Many economists make international trade seem more complicated than it needs to be. Stephen Landsburg had a simple way of explaining it all.
Landsburg’s version goes as follows:
“There are two technologies for producing automobiles in America. One is to manufacture them in Detroit, and the other is to grow them in Iowa.
Everybody knows about the first technology; let me tell you about the second.
First, you plant seeds, which are the raw material from which automobiles are constructed. You wait a few months until wheat appears. Then you harvest the wheat, load it onto ships, and sail the ships … into the Pacific Ocean. After a few months, the ships reappear with Toyotas on them.
International trade is nothing but a form of technology. The fact that there is a place called Japan, with people and factories, is quite irrelevant to Americans’ well-being. To analyze trade policies, we might as well assume that Japan is a giant machine with mysterious inner workings that convert wheat into cars.

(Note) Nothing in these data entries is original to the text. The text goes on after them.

// Dweve EKG - Enterprise Knowledge Graph
//
// Copyright (c) 2025 Dweve IP B.V. and individual contributors.
//
// SPDX-License-Identifier: Apache-2.0
//
// Licensed under the Apache License, Version 2.0 (the "License");
// you may not use this file except in compliance with the License.
// You may obtain a copy of the License in the LICENSE file at the
// root of this repository or at: http://www.apache.org/licenses/LICENSE-2.0
//
// Unless required by applicable law or agreed to in writing, software
// distributed under the License is distributed on an "AS IS" BASIS,
// WITHOUT WARRANTIES OR CONDITIONS OF ANY KIND, either express or implied.
// See the License for the specific language governing permissions and
// limitations under the License.

//! The reviewed-opportunity model.
//!
//! A sales opportunity review with a customer and its contacts, the internal
//! team, partners, risks, a technical approach and the competitive landscape.
//! Financial metrics and the competitive landscape are flattened into the
//! root row.

use ekg_core::{
    EnumDef, FieldType, ModelCatalog, NodeDeclaration, Object, PropertyMap, RelationDeclaration,
    Result, Schema, Subgraph, TypeDef, Value,
};
use serde_json::json;

/// Every type of the reviewed-opportunity model.
pub fn opportunity_catalog() -> ModelCatalog {
    ModelCatalog::builder()
        .model(
            TypeDef::new("ReviewedOpportunity")
                .describe("A reviewed sales opportunity")
                .field("start_date", FieldType::string())
                .field("end_date", FieldType::optional(FieldType::string()))
                .field("review_status", FieldType::enumeration("ReviewStatus"))
                .field("opportunity", FieldType::model("Opportunity"))
                .field("team", FieldType::list_of(FieldType::model("Person")))
                .field("partners", FieldType::list_of(FieldType::model("Partner")))
                .field("risks", FieldType::list_of(FieldType::model("RiskAnalysis")))
                .field(
                    "technical_approach",
                    FieldType::optional(FieldType::model("TechnicalApproach")),
                )
                .field(
                    "financial_metrics",
                    FieldType::optional(FieldType::model("FinancialMetrics")),
                )
                .field(
                    "competition",
                    FieldType::optional(FieldType::model("CompetitiveLandscape")),
                ),
        )
        .model(
            TypeDef::new("Opportunity")
                .field("name", FieldType::string())
                .field("status", FieldType::enumeration("OpportunityStatus"))
                .field("description", FieldType::optional(FieldType::string()))
                .field("industry", FieldType::optional(FieldType::string()))
                .field("customer", FieldType::model("Customer")),
        )
        .model(
            TypeDef::new("Customer")
                .field("name", FieldType::string())
                .field("segment", FieldType::optional(FieldType::string()))
                .field("contacts", FieldType::list_of(FieldType::deferred("Person"))),
        )
        .model(
            TypeDef::new("Person")
                .field("name", FieldType::string())
                .field("role", FieldType::optional(FieldType::string()))
                .field("email", FieldType::optional(FieldType::string())),
        )
        .model(
            TypeDef::new("Partner")
                .field("name", FieldType::string())
                .field("role", FieldType::optional(FieldType::string())),
        )
        .model(
            TypeDef::new("RiskAnalysis")
                .field("risk_category", FieldType::string())
                .field("risk_description", FieldType::string())
                .field("impact_level", FieldType::enumeration("ImpactLevel"))
                .field("mitigation", FieldType::optional(FieldType::string())),
        )
        .model(
            TypeDef::new("TechnicalApproach")
                .field("architecture", FieldType::optional(FieldType::string()))
                .field("technical_stack", FieldType::optional(FieldType::string()))
                .field("tools", FieldType::list_of(FieldType::string())),
        )
        .model(
            TypeDef::new("FinancialMetrics")
                .field("tcv", FieldType::float())
                .field("annual_revenue", FieldType::optional(FieldType::float()))
                .field("margin", FieldType::optional(FieldType::float()))
                .field("currency", FieldType::string()),
        )
        .model(
            TypeDef::new("CompetitiveLandscape")
                .field("competitive_position", FieldType::optional(FieldType::string()))
                .field("competitors", FieldType::list_of(FieldType::model("Competitor"))),
        )
        .model(
            TypeDef::new("Competitor")
                .field("name", FieldType::string())
                .field("known_as", FieldType::optional(FieldType::string()))
                .field("strengths", FieldType::list_of(FieldType::string())),
        )
        .enumeration(
            EnumDef::new("ReviewStatus")
                .variant("Draft", "draft")
                .variant("Approved", "approved")
                .variant("Rejected", "rejected"),
        )
        .enumeration(
            EnumDef::new("OpportunityStatus")
                .variant("Qualified", "qualified")
                .variant("Proposal", "proposal")
                .variant("Won", "won")
                .variant("Lost", "lost"),
        )
        .enumeration(
            EnumDef::new("ImpactLevel")
                .variant("Low", "low")
                .variant("Medium", "medium")
                .variant("High", "high"),
        )
        .build()
        .expect("opportunity catalog is valid")
}

fn first_present(data: &PropertyMap, fields: &[&str]) -> Option<String> {
    fields
        .iter()
        .filter_map(|f| data.get(*f))
        .find(|v| !v.is_blank())
        .map(Value::to_string)
}

/// Node declarations for the reviewed-opportunity model.
pub fn opportunity_nodes() -> Vec<NodeDeclaration> {
    vec![
        NodeDeclaration::with_name_fn("ReviewedOpportunity", |data, _| {
            Some(format!(
                "Rainbow:{}",
                data.get("start_date").cloned().unwrap_or_default()
            ))
        })
        .describe("Root node containing the complete reviewed opportunity")
        .embed("financial_metrics", "FinancialMetrics")
        .embed("competition", "CompetitiveLandscape"),
        NodeDeclaration::new("Opportunity", "name")
            .describe("Core opportunity information")
            .index(["name", "status"]),
        NodeDeclaration::new("Customer", "name")
            .describe("Customer organization details")
            .index(["name"]),
        NodeDeclaration::new("Person", "name")
            .dedup_by("name")
            .describe("Individual contacts and team members"),
        NodeDeclaration::new("Partner", "name").describe("Partner organization information"),
        NodeDeclaration::new("RiskAnalysis", "risk_category")
            .describe("Risk assessment and mitigation details")
            .index(["risk_description"]),
        NodeDeclaration::with_name_fn("TechnicalApproach", |data, base| {
            first_present(data, &["technical_stack", "architecture"])
                .or_else(|| Some(format!("{}_default", base)))
        })
        .describe("Technical implementation approach and stack")
        .index(["architecture", "technical_stack"]),
        NodeDeclaration::with_name_fn("Competitor", |data, base| {
            first_present(data, &["known_as", "name"])
                .or_else(|| Some(format!("{}_competitor", base)))
        })
        .describe("Competitor"),
    ]
}

/// Relation declarations for the reviewed-opportunity model.
pub fn opportunity_relations() -> Vec<RelationDeclaration> {
    vec![
        RelationDeclaration::new("ReviewedOpportunity", "Opportunity", "REVIEWS")
            .describe("Review relationship to core opportunity"),
        RelationDeclaration::new("Opportunity", "Customer", "HAS_CUSTOMER")
            .describe("Opportunity belongs to customer"),
        RelationDeclaration::new("Customer", "Person", "HAS_CONTACT")
            .describe("Customer contact persons"),
        RelationDeclaration::new("ReviewedOpportunity", "Person", "HAS_TEAM_MEMBER")
            .describe("Internal team members"),
        RelationDeclaration::new("ReviewedOpportunity", "Partner", "HAS_PARTNER")
            .describe("Partner organizations involved"),
        RelationDeclaration::new("ReviewedOpportunity", "RiskAnalysis", "HAS_RISK")
            .describe("Identified risks and mitigations"),
        RelationDeclaration::new("ReviewedOpportunity", "TechnicalApproach", "HAS_TECH_STACK")
            .describe("Technical implementation approach"),
        RelationDeclaration::new("ReviewedOpportunity", "Competitor", "HAS_COMPETITOR")
            .describe("Known competitors"),
    ]
}

/// The deduced reviewed-opportunity schema.
pub fn opportunity_schema() -> Schema {
    Schema::deduce(
        &opportunity_catalog(),
        "ReviewedOpportunity",
        opportunity_nodes(),
        opportunity_relations(),
    )
    .expect("opportunity schema is valid")
}

/// A reviewed opportunity as persisted by the upstream extraction pipeline.
pub fn opportunity_json() -> serde_json::Value {
    json!({
        "start_date": "2024-03-01",
        "end_date": "2024-06-30",
        "review_status": "Approved",
        "opportunity": {
            "name": "Globex Data Platform",
            "status": "proposal",
            "description": "Consolidate regional data warehouses",
            "industry": "Manufacturing",
            "customer": {
                "name": "Globex",
                "segment": "Enterprise",
                "contacts": [
                    {"name": "Carol", "role": "CIO", "email": "carol@globex.example"},
                    {"name": "Dan", "role": "Procurement"}
                ]
            }
        },
        "team": [
            {"name": "Alice", "role": "Account Executive"},
            {"name": "Bob", "role": "Solution Architect"}
        ],
        "partners": [
            {"name": "Initech", "role": "Integrator"}
        ],
        "risks": [
            {
                "risk_category": "Budget",
                "risk_description": "Customer budget not yet approved",
                "impact_level": "High",
                "mitigation": "Phase the delivery"
            },
            {
                "risk_category": "Delivery",
                "risk_description": "Tight migration window",
                "impact_level": "medium"
            }
        ],
        "technical_approach": {
            "architecture": "Lakehouse",
            "technical_stack": "Rust + Kuzu",
            "tools": ["dbt", "Airflow"]
        },
        "financial_metrics": {
            "tcv": 1250000.0,
            "margin": 0.32,
            "currency": "EUR"
        },
        "competition": {
            "competitive_position": "Challenger",
            "competitors": [
                {"name": "Umbrella Analytics", "known_as": "Umbrella", "strengths": ["price"]},
                {"name": "Hooli", "strengths": []}
            ]
        }
    })
}

/// [`opportunity_json`] decoded against [`opportunity_catalog`].
pub fn opportunity_instance() -> Object {
    opportunity_catalog()
        .decode("ReviewedOpportunity", &opportunity_json())
        .expect("opportunity sample decodes")
}

/// The reviewed-opportunity subgraph.
#[derive(Debug, Default, Clone, Copy)]
pub struct OpportunitySubgraph;

impl Subgraph for OpportunitySubgraph {
    fn name(&self) -> &str {
        "opportunity"
    }

    fn build_schema(&self) -> Result<Schema> {
        Schema::deduce(
            &opportunity_catalog(),
            "ReviewedOpportunity",
            opportunity_nodes(),
            opportunity_relations(),
        )
    }

    fn sample_queries(&self) -> Vec<String> {
        [
            "MATCH (n) RETURN labels(n)[0] as NodeType, count(n) as Count",
            "MATCH (o:Opportunity) RETURN o.name, o.status LIMIT 5",
            "MATCH (c:Customer)-[:HAS_CONTACT]->(p:Person) RETURN c.name, p.name, p.role LIMIT 5",
            "MATCH (ro:ReviewedOpportunity)-[:HAS_RISK]->(r:RiskAnalysis) RETURN r.risk_description, r.impact_level LIMIT 3",
            "MATCH (ro:ReviewedOpportunity)-[:HAS_PARTNER]->(partner:Partner) RETURN ro.start_date, partner.name, partner.role",
            "MATCH (o:Opportunity)-[:HAS_CUSTOMER]->(c:Customer) RETURN o.name, c.name, c.segment",
        ]
        .into_iter()
        .map(String::from)
        .collect()
    }

    fn entity_name(&self, instance: &Object) -> String {
        instance
            .get("opportunity")
            .and_then(Value::as_object)
            .and_then(|o| o.get("name"))
            .and_then(Value::as_str)
            .map(String::from)
            .unwrap_or_else(|| "Unknown Entity".to_string())
    }
}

Any policy designed to favor the first American technology over the second is a policy designed to favor American auto producers in Detroit over American auto producers in Iowa. A tax or a ban on “imported” automobiles is a tax or a ban on Iowa-grown automobiles.
If you protect Detroit carmakers from competition, then you must damage Iowa farmers, because Iowa farmers are the competition.”
Trade patterns get more complicated with more countries. Iowa’s wheat might stop along the way, turn into car parts exported to Japan, and Japan’s cars then head back to America.
America would then have a trade deficit with Japan but perhaps a surplus with wherever the wheat wound up – if wheat and cars were the only things being traded.
An overall trade deficit doesn’t mean America’s losing. It means others want to invest in America. That’s winning! The money either buys exports or it buys assets — either way, the money comes back.
President Reagan understood. His 1987 speech on the harms of protectionism was eloquent. The Chinese Embassy in Washington shared it on Twitter earlier this week.
Trump’s tariffs are like pouring herbicide and soil sterilant on Iowa’s car crop. They wreck America’s best technology for building things – and make the world poorer, too.
I wish Trump had read Stephen Landsburg.
Dr Eric Crampton is Chief Economist at the New Zealand Initiative. This article was first published HERE
6 comments:
More rubbish!
Eric , Is all the negativity, sarcasim and hubris against Trump 47 missing the real point of his discussion to the world via tarrifs. US has received 16 trillion dollars of goods , yes 16 million billion of goods more than US earned from exports . ie a 16Trillion deficit.
President Trump has clearly said this imbalance cannot continue for the good of America , it will STOP. America is NOT your sugar daddy.
Quite correct in many respects.
And don't forget that a couple of years back, cars were not being delivered because of a shortage of chips made in Asia.
A modern horse shoe nail.
Maybe a reduction by Amercicans on consumerism might help- their world view that they are entitled to whatsoever consumables they want then more, more, more ...
And yes, it applies to many of us just that we are not all virtue signalling.
Basil - try a little bit of critical thinking about what you just said.
If America has "received" goods from other counties, it's hardly because those other countries have just loaded the goods onto ships and somehow forced someone in America to pay for them. Business doesn't work that way. Every item "received" by an American was purchased by that American because they wanted it and were prepared to pay the asking price for it. That's called being a willing buyer.
And if America fails to manufacture the sort of goods the rest of the world wants to buy, that's hardly fault of the rest of the world. There are perfectly sound commercial reasons why American goods don't appeal to many other countries. There's just not enough willing foreign buyers. For example, Trump bitches about no-one buying American cars. There's a good reason for that. They're too big to fit on European or Japanese roads and guzzle gas. But Trump isn't the most seasoned traveller and can't be expected to understand that.
So, if importing too much stuff from other countries is America's own fault, and failing to sell enough stuff to other countries is America's own fault, it's pure fantasy to blame the rest of the world on any trade deficit. Any damage is entirely self-inflicted.
Trump clearly yearns for a planned economy where his goons dictate what American industry should buy and sell to balance the books. Now what's that called again? Oh yes, a planned economy. Just like the Soviet Union had. And we all know how successful that experiment was. And have we forgotten our own sad history of import licencing to ration foreign exchange. So never forget George Santayana's famous aphorism “Those who cannot remember the past are condemned to repeat it.”.
It is staggering the way USA has reduced itself from the world's greatest industrial and technological powerhouse to primarily a mechanised peasant society producing wheat and soya beans while a large proportion of the population while away their time on drugs. They have passed much of their technology to high IQ highly industrious Chinese and Japanese who will outstrip the USA in development of it, leaving USA to tend the peasant crops. Trump can only restore the former USA position with a huge fall in the extraordinary standard of living of their extravagantly paid upper echelons. But in the event of conflict with any party America might then still have a sporting chance of adapting technical production sufficient to avoid conquest.